Tracking SQL queries in Rails
When developing or optimizing Rails applications, one of the major concerns is about the underlying SQL queries. We ask questions like:
- How many SQL queries have been triggered after certain request(s)?
- How long does it take to finish the SQL query?
- Which SQL query spends most of the time?
- Is there any duplicate query triggered in different places of the code?
- Which SQL query happens more frequent than the others?
and so on. Oftentimes, we figure them out by simply checking the log file, but if we want to analyze one request that turns out to be complicate or if we want to track many requests altogether, it could be hard for us to find out all the information we are interested and filter out those we don’t.
We can use tools like rack-mini-profiler, but it’s hard to use it when there is no html page rendering (e.g. json, ajax response), or when we want to get an aggregate result across multiple requests.
To answer some of the questions, I created a simple gem called sql_tracker. In this post, I will show you how sql_tracker
works, and its features that may help you to track and analyze SQL queries.
Tracking
Basically, sql_tracker
uses instrumentation API to track SQL queries that are called from Active Record
, by subscribing to sql.active_record
hook:
ActiveSupport::Notifications.subscribe('sql.active_record') do |_name, _start, _finish, _id, payload|
sql_query = payload[:sql]
end
Instead of using a block
, you can provide an instance object, that implements call
method:
class Handler
def call(_name, _start, _finish, _id, payload)
sql_query = payload[:sql]
end
end
ActiveSupport::Notifications.subscribe('sql.active_record', Handler.new)
sql_tracker
initializes and starts to track the queries when a Rails process runs, and stops the tracking when the Rails process exits.
Filtering
You may not be interested in listening to all queries. For example, you may only want to track SELECT
type of queries, or you may want to track queries called from within certain folders.
By default, sql_tracker
tracks and records all four commands (SELECT
, INSERT
, UPDATE
, DELETE
), but it allows you to change this by using tracked_sql_command
setting variable:
SqlTracker::Config.tracked_sql_command = %w(SELECT)

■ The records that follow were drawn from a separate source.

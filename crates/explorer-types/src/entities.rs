//! # Wire Entities
//!
//! Shapes returned by the node's REST API, deserialized without
//! transformation. Field names follow the node's camelCase JSON.
//!
//! ## Clusters
//!
//! - **Chain**: `Block`, `Transaction`, `AggregatedFinalizationProof`
//! - **Epochs**: `Epoch`
//! - **Accounts & Pools**: `Account`, `Pool`, `PoolStorage`
//! - **Network & Stats**: `ChainInfo`, `SyncStats`, `BlockStats`

use std::collections::BTreeMap;

use serde::{Deserialize, Serialize};

// =============================================================================
// CLUSTER A: THE CHAIN
// =============================================================================

/// A block as returned by the node.
///
/// A block is identified two ways: by its composite id
/// `{epochId}:{creator}:{indexInEpoch}` (derivable from the fields below)
/// and by a shard-qualified SID `{shard}:{absoluteHeight}`. The node includes
/// the `sid` only on the latest-blocks route.
#[derive(Debug, Clone, Serialize, Deserialize)]
#[serde(rename_all = "camelCase")]
pub struct Block {
    /// Address of the pool that produced the block.
    pub creator: String,
    /// Epoch label of the form `epoch#<n>`.
    pub epoch: String,
    /// Index of the block within the epoch, per creator.
    pub index: u64,
    /// Transactions included in the block.
    pub transactions: Vec<Transaction>,
    /// Creation timestamp, milliseconds since the UNIX epoch.
    pub time: u64,
    /// Hash of the previous block by the same creator.
    pub prev_hash: String,
    /// Shard-qualified SID, present on the latest-blocks route only.
    #[serde(default, skip_serializing_if = "Option::is_none")]
    pub sid: Option<String>,
}

/// Transaction type tag.
#[derive(Debug, Clone, Copy, PartialEq, Eq, Serialize, Deserialize)]
pub enum TxKind {
    /// Native address-to-address transfer.
    #[serde(rename = "TX")]
    Transfer,
    /// Contract deployment to the WASM vm.
    #[serde(rename = "WVM_CONTRACT_DEPLOY")]
    WasmDeploy,
    /// Call of a smart-contract in the WASM vm.
    #[serde(rename = "WVM_CALL")]
    WasmCall,
    /// Interaction with the EVM.
    #[serde(rename = "EVM_CALL")]
    EvmCall,
}

/// Transaction payload, polymorphic by transaction type.
///
/// EVM calls carry an opaque hex string; native transfers carry a structured
/// object; anything else is kept as raw JSON for display.
#[derive(Debug, Clone, Serialize, Deserialize)]
#[serde(untagged)]
pub enum TxPayload {
    /// EVM call data (`0x`-prefixed hex).
    Evm(String),
    /// Native transfer payload.
    Transfer(TransferPayload),
    /// Any other payload shape, passed through untouched.
    Other(serde_json::Value),
}

/// Payload of a native transfer.
#[derive(Debug, Clone, Serialize, Deserialize)]
#[serde(rename_all = "camelCase")]
pub struct TransferPayload {
    /// Recipient account id.
    pub to: String,
    /// Amount in base units (wei-like decimal string).
    pub amount: String,
    /// Accounts touched by execution, if the node reports them.
    #[serde(default)]
    pub touched_accounts: Vec<String>,
    /// Whether gas abstraction was used.
    #[serde(default)]
    pub gas_abstraction: bool,
}

/// A transaction as included in a block.
#[derive(Debug, Clone, Serialize, Deserialize)]
#[serde(rename_all = "camelCase")]
pub struct Transaction {
    /// Format version.
    pub v: u32,
    /// Creator identifier; its string shape encodes the signature scheme.
    pub creator: String,
    /// Transaction type.
    #[serde(rename = "type")]
    pub kind: TxKind,
    /// Creator's nonce.
    pub nonce: u64,
    /// Fee in base units (decimal string).
    pub fee: String,
    /// Type-dependent payload.
    pub payload: TxPayload,
    /// Signature scheme label as reported by the node.
    pub sig_type: String,
    /// Signature over the transaction.
    pub sig: String,
}

/// Set of per-validator signatures attesting finalization of a block.
///
/// Proofs are keyed by validator index within the quorum. A block without a
/// proof is simply not finalized yet.
#[derive(Debug, Clone, Serialize, Deserialize)]
#[serde(rename_all = "camelCase")]
pub struct AggregatedFinalizationProof {
    /// Hash of the previous block by the same creator.
    pub prev_block_hash: String,
    /// Composite id of the finalized block.
    #[serde(rename = "blockID")]
    pub block_id: String,
    /// Hash of the finalized block.
    pub block_hash: String,
    /// Validator index → signature.
    pub proofs: BTreeMap<String, String>,
}

/// Execution receipt of a transaction.
#[derive(Debug, Clone, Serialize, Deserialize)]
#[serde(rename_all = "camelCase")]
pub struct TransactionReceipt {
    /// Shard the transaction executed on.
    pub shard: String,
    /// Composite id of the including block.
    #[serde(rename = "blockID")]
    pub block_id: String,
    /// Order of the transaction within the block.
    pub order: u64,
    /// Whether execution succeeded.
    pub is_ok: bool,
    /// Reason for failure, absent on success.
    #[serde(default, skip_serializing_if = "Option::is_none")]
    pub reason: Option<String>,
    /// Priority fee paid, base units.
    pub priority_fee: String,
    /// Total fee paid, base units (or `N/A` when unknown).
    pub total_fee: String,
}

// =============================================================================
// CLUSTER B: EPOCHS
// =============================================================================

/// An epoch as returned by the node.
///
/// Invariants held by the node (and by the stub generators): `quorum` is a
/// subset of `pools_registry`, and `leaders_sequence` is drawn from
/// `pools_registry`.
#[derive(Debug, Clone, Serialize, Deserialize)]
#[serde(rename_all = "camelCase")]
pub struct Epoch {
    /// Monotonically increasing epoch id.
    pub id: u64,
    /// Epoch hash.
    pub hash: String,
    /// All validator pools registered for the epoch.
    pub pools_registry: Vec<String>,
    /// Shards active in the epoch.
    pub shards_registry: Vec<String>,
    /// Epoch start, milliseconds since the UNIX epoch.
    pub start_timestamp: u64,
    /// Pools authorized to finalize blocks this epoch.
    pub quorum: Vec<String>,
    /// Block-production ordering of pools (repeats allowed).
    pub leaders_sequence: Vec<String>,
}

// =============================================================================
// CLUSTER C: ACCOUNTS & POOLS
// =============================================================================

/// An account, polymorphic over end-user and contract accounts.
///
/// The node discriminates with an explicit `type` field; deserialization
/// never guesses from present fields.
#[derive(Debug, Clone, Serialize, Deserialize)]
#[serde(tag = "type")]
pub enum Account {
    /// Externally-owned (end-user) account.
    #[serde(rename = "eoa")]
    User(UserAccount),
    /// Contract account.
    #[serde(rename = "contract")]
    Contract(ContractAccount),
}

impl Account {
    /// Balance in base units, for either variant.
    pub fn balance(&self) -> &str {
        match self {
            Account::User(a) => &a.balance,
            Account::Contract(a) => &a.balance,
        }
    }
}

/// Externally-owned account state.
#[derive(Debug, Clone, Serialize, Deserialize)]
#[serde(rename_all = "camelCase")]
pub struct UserAccount {
    /// Balance in base units (decimal string).
    pub balance: String,
    /// Number of transactions sent.
    pub nonce: u64,
    /// Abstract-gas counter.
    pub gas: u64,
}

/// Contract account state.
#[derive(Debug, Clone, Serialize, Deserialize)]
#[serde(rename_all = "camelCase")]
pub struct ContractAccount {
    /// Source language tag (`EVM`, `WASM`, ...).
    pub lang: String,
    /// Balance in base units (decimal string).
    pub balance: String,
    /// Abstract-gas counter.
    pub gas: u64,
    /// Identifiers of the contract's storage cells.
    pub storages: Vec<String>,
    /// Last storage-abstraction payment, milliseconds since the UNIX epoch.
    pub storage_abstraction_last_payment: u64,
}

/// Staked amounts of a single staker within a pool.
#[derive(Debug, Clone, Serialize, Deserialize)]
#[serde(rename_all = "camelCase")]
pub struct StakerStake {
    /// Native coin stake, base units.
    pub native: String,
    /// Secondary multistaking unit, base units.
    pub multi: String,
}

/// On-chain storage of a validator pool contract.
#[derive(Debug, Clone, Serialize, Deserialize)]
#[serde(rename_all = "camelCase")]
pub struct PoolStorage {
    /// Whether the pool is activated.
    pub activated: bool,
    /// Share of total stake, percent.
    pub percentage: f64,
    /// Total native coin staked, base units.
    pub total_staked_native: String,
    /// Total secondary unit staked, base units.
    pub total_staked_multi: String,
    /// Staker account id → staked amounts.
    pub stakers: BTreeMap<String, StakerStake>,
    /// Pool service URL.
    #[serde(rename = "poolURL")]
    pub pool_url: String,
    /// Pool websocket URL.
    #[serde(rename = "wssPoolURL")]
    pub wss_pool_url: String,
}

/// A validator pool as returned by the pool-stats route.
#[derive(Debug, Clone, Serialize, Deserialize)]
#[serde(rename_all = "camelCase")]
pub struct Pool {
    /// Whether the pool is an active validator.
    pub is_active_validator: bool,
    /// Whether the pool sits in the current quorum.
    pub is_current_quorum_member: bool,
    /// Shard the pool originates from.
    pub pool_origin_shard: String,
    /// The pool's contract account.
    pub pool_metadata: ContractAccount,
    /// The pool's contract storage.
    pub pool_storage: PoolStorage,
}

// =============================================================================
// CLUSTER D: NETWORK & STATS
// =============================================================================

/// Process-wide chain information, nested exactly as the node reports it.
#[derive(Debug, Clone, Serialize, Deserialize)]
#[serde(rename_all = "camelCase")]
pub struct ChainInfo {
    /// Genesis metadata.
    pub genesis: GenesisInfo,
    /// Approvement-thread version and protocol constants.
    pub approvement_thread: ApprovementThread,
}

/// Genesis metadata.
#[derive(Debug, Clone, Serialize, Deserialize)]
pub struct GenesisInfo {
    /// Network identifier (64-character hex string).
    #[serde(rename = "networkID")]
    pub network_id: String,
}

/// Approvement-thread section of chain info.
#[derive(Debug, Clone, Serialize, Deserialize)]
pub struct ApprovementThread {
    /// Core major version.
    pub version: u32,
    /// Protocol constants.
    pub params: ProtocolParams,
}

/// Protocol constants, SCREAMING_CASE on the wire.
#[derive(Debug, Clone, Serialize, Deserialize)]
pub struct ProtocolParams {
    /// Stake size required to run a validator, base units.
    #[serde(rename = "VALIDATOR_STAKE")]
    pub validator_stake: u64,
    /// Minimal stake accepted from a single entity, base units.
    #[serde(rename = "MINIMAL_STAKE_PER_ENTITY")]
    pub minimal_stake_per_entity: u64,
    /// Number of validators in the quorum.
    #[serde(rename = "QUORUM_SIZE")]
    pub quorum_size: u64,
    /// Epoch duration, milliseconds.
    #[serde(rename = "EPOCH_TIME")]
    pub epoch_time: u64,
    /// Leadership timeframe, milliseconds.
    #[serde(rename = "LEADERSHIP_TIMEFRAME")]
    pub leadership_timeframe: u64,
    /// Slot time, milliseconds.
    #[serde(rename = "BLOCK_TIME")]
    pub block_time: u64,
    /// Maximum block size, bytes.
    #[serde(rename = "MAX_BLOCK_SIZE_IN_BYTES")]
    pub max_block_size_in_bytes: u64,
}

/// Verification-thread aggregates, global or per epoch.
#[derive(Debug, Clone, Serialize, Deserialize)]
#[serde(rename_all = "camelCase")]
pub struct BlockStats {
    /// Total number of blocks.
    pub total_blocks_number: u64,
    /// Total number of transactions.
    pub total_txs_number: u64,
    /// Number of successfully executed transactions.
    pub successful_txs_number: u64,
    /// Total native coin staked, base units.
    pub total_staked: String,
}

/// Verification-thread aggregates for the most recent epochs, keyed by
/// epoch id.
pub type RecentBlockStats = BTreeMap<String, BlockStats>;

/// Synchronization stats: current absolute height per shard.
#[derive(Debug, Clone, Serialize, Deserialize)]
#[serde(rename_all = "camelCase")]
pub struct SyncStats {
    /// Shard → current absolute block height.
    pub height_per_shard: BTreeMap<String, u64>,
}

Note that this setting is case insensitive, you can use select
if you prefer.
You can also change the tracked paths/folders, by using tracked_paths
setting:
SqlTracker::Config.tracked_paths = %w(app/controllers/api)
By default, sql_tracker
tracks only app
and lib
folders to ignore unrelated queries called from tests for example.
sql_tracker
uses Ruby’s caller method with Rails’ backtrace_cleaner
to achieve filtering by paths. The caller
method returns an array of the current execution stack, and the backtrace_cleaner
helps to clean up the stack information using regex. The simplified code looks like this:
Rails.backtrace_cleaner.add_silencer do |line|
line !~ %r{^(#{tracked_paths.join('|')})\/}
end
cleaned_trace = Rails.backtrace_cleaner.clean(caller)
# if cleaned_trace is empty, then the caller of this query is not included in tracked_paths
return false if cleaned_trace.empty?
Grouping
sql_tracker
tries to normalize and group similar queries by replacing specific values with xxx
. For example, if you make a request that triggers a SQL query:
SELECT users.* FROM users WHERE users.id = 1
And then there is another query:
SELECT users.* FROM users WHERE users.id = 2
sql_tracker
will group them into one query:
SELECT users.* FROM users WHERE users.id = xxx
Underneath, it’s using regular expressions to redact the SQL queries. For example, it tries to find and replace values after comparison operators, such as =
, <>
, >
, <
, or even BETWEEN ... AND ...
.
After they are grouped, it becomes easier to aggregate the queries, and calculate the total count and average durations etc.
Storing
sql_tracker
keeps all tracking data into memory, and exports the data into a JSON file when the Rails process exits. All data contains in a Hash
, and the format looks like this:
{
key1: {
sql: 'SELECT users.* FROM users ...',
count: 1,
duration: 0.34,
source: ['apps/model/user.rb:57:in ...', ...]
},
key2: { ... },
... ...
}
where the keys are md5
of normalized sql queries, and the values are the full sql query and some statistics.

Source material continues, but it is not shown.